Movement as a Luxury Good

There's a class dimension to all of this that's worth sitting with. When physical movement was embedded in labor, it was most available to the people who needed it least — or rather, the people who had no choice but to have it. The wealthy sat at desks and rode in carriages. The working class moved their bodies all day long.

Now the dynamic has partially inverted. Gym memberships, fitness classes, personal trainers, and the time to use them are concentrated among higher-income Americans. The people most likely to work physically demanding jobs today — warehouse workers, delivery drivers, agricultural laborers — often don't have the time or resources to supplement that labor with structured exercise. Meanwhile, knowledge workers with sedentary jobs and disposable income are the ones with Peloton bikes in their spare bedrooms.

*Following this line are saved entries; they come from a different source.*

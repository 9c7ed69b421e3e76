//! Database connection management with pragma configuration.
//!
//! This module handles opening the SQLite database, applying required pragmas
//! (WAL mode, enforced foreign keys for cascading store deletion), and running
//! migrations.

use super::migrations;
use crate::Error;
use std::path::Path;
use tokio_rusqlite::Connection;

const PRAGMAS: &str = "PRAGMA journal_mode=WAL;
     PRAGMA synchronous=NORMAL;
     PRAGMA temp_store=MEMORY;
     PRAGMA foreign_keys=ON;";

/// Cache storage handle: the set of all named stores.
///
/// Wraps a tokio-rusqlite Connection that runs database operations
/// on a background thread, so every statement is applied atomically
/// with respect to concurrent callers.
#[derive(Clone, Debug)]
pub struct CacheDb {
    pub(crate) conn: Connection,
}

impl CacheDb {
    /// Open a database at the specified path.
    ///
    /// Creates the file if it doesn't exist, applies pragmas,
    /// and runs any pending migrations.
    pub async fn open(path: impl AsRef<Path>) -> Result<Self, Error> {
        let conn = Connection::open(path).await.map_err(|e| Error::Database(e.into()))?;
        Self::init(conn).await
    }

    /// Open an in-memory database for testing.
    pub async fn open_in_memory() -> Result<Self, Error> {
        let conn = Connection::open_in_memory()
            .await
            .map_err(|e| Error::Database(e.into()))?;
        Self::init(conn).await
    }

    async fn init(conn: Connection) -> Result<Self, Error> {
        conn.call(|conn| {
            conn.execute_batch(PRAGMAS)?;
            Ok(())
        })
        .await
        .map_err(Error::Database)?;

        migrations::run(&conn).await?;

        Ok(Self { conn })
    }
}
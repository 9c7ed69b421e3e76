//! Cache lifecycle worker.
//!
//! One async method per trigger event:
//!
//! - [`CacheWorker::install`] opens the current store and populates it with
//!   the seed resources, then signals skip-waiting.
//! - [`CacheWorker::activate`] deletes every store not named by the current
//!   version stamp, then signals claim.
//! - [`CacheWorker::handle_fetch`] serves GET requests cache-first and fills
//!   the store from the network on a miss.
//!
//! The host awaits each returned future before considering the phase done.

mod activate;
mod host;
mod install;
mod intercept;

#[cfg(test)]
mod testing;

pub use activate::ActivateReport;
pub use host::{Host, LocalHost};
pub use install::{InstallReport, SeedFailure};
pub use intercept::{FetchOutcome, ResponseSource};

use schemars::JsonSchema;
use serde::Serialize;
use tokio::sync::RwLock;
use url::Url;

use crate::cache::{CacheDb, CacheStore};
use crate::http::Fetch;
use crate::Error;

/// Deploy-time worker settings. Set once, read-only thereafter.
#[derive(Debug, Clone, PartialEq, Eq)]
pub struct WorkerConfig {
    /// Version-stamped name of the current store.
    pub cache_name: String,
    /// Resources fetched into the store at install time, in order.
    pub seed_resources: Vec<Url>,
    /// Cached page substituted when a navigation cannot be served at all.
    pub offline_page: Option<Url>,
}

/// Where the worker is in its own lifecycle.
#[derive(Debug, Clone, Copy, PartialEq, Eq, Serialize, JsonSchema)]
#[serde(rename_all = "lowercase")]
pub enum WorkerState {
    Parsed,
    Installing,
    Installed,
    Activating,
    Activated,
    /// Install failed; this version will never take control.
    Redundant,
}

/// Versioned cache lifecycle manager.
pub struct CacheWorker<F, H> {
    db: CacheDb,
    fetcher: F,
    host: H,
    config: WorkerConfig,
    state: RwLock<WorkerState>,
}

impl<F: Fetch, H: Host> CacheWorker<F, H> {
    pub fn new(db: CacheDb, fetcher: F, host: H, config: WorkerConfig) -> Self {
        Self { db, fetcher, host, config, state: RwLock::new(WorkerState::Parsed) }
    }

    pub fn config(&self) -> &WorkerConfig {
        &self.config
    }

    pub fn db(&self) -> &CacheDb {
        &self.db
    }

    pub fn fetcher(&self) -> &F {
        &self.fetcher
    }

    pub fn host(&self) -> &H {
        &self.host
    }

    pub async fn state(&self) -> WorkerState {
        *self.state.read().await
    }

    async fn set_state(&self, state: WorkerState) {
        *self.state.write().await = state;
    }

    /// Open (creating if absent) the store named by the current version stamp.
    pub async fn current_store(&self) -> Result<CacheStore, Error> {
        self.db.open_store(&self.config.cache_name).await
    }
}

The body still needs movement. That hasn't changed. What's changed is who has to pay to get it, and how much.

What the Treadmill Can't Replicate

There's one thing the gym gives you that the old model of physical labor never really offered: choice. You can stop when you want. You can pick the music. You can decide which muscles to train and which to rest. The movement is voluntary, which means it's also, in some complicated psychological way, an act of self-determination.

What the gym can't give you is the satisfaction of having moved something that needed to be moved. The particular tiredness that comes from building or harvesting or hauling something real. There's a reason so many Americans — including plenty who have gym memberships — also take up gardening or woodworking or trail hiking. The body seems to know the difference between movement that produces something and movement that just burns calories.

The treadmill goes nowhere on purpose. That's both its greatest convenience and its most honest limitation.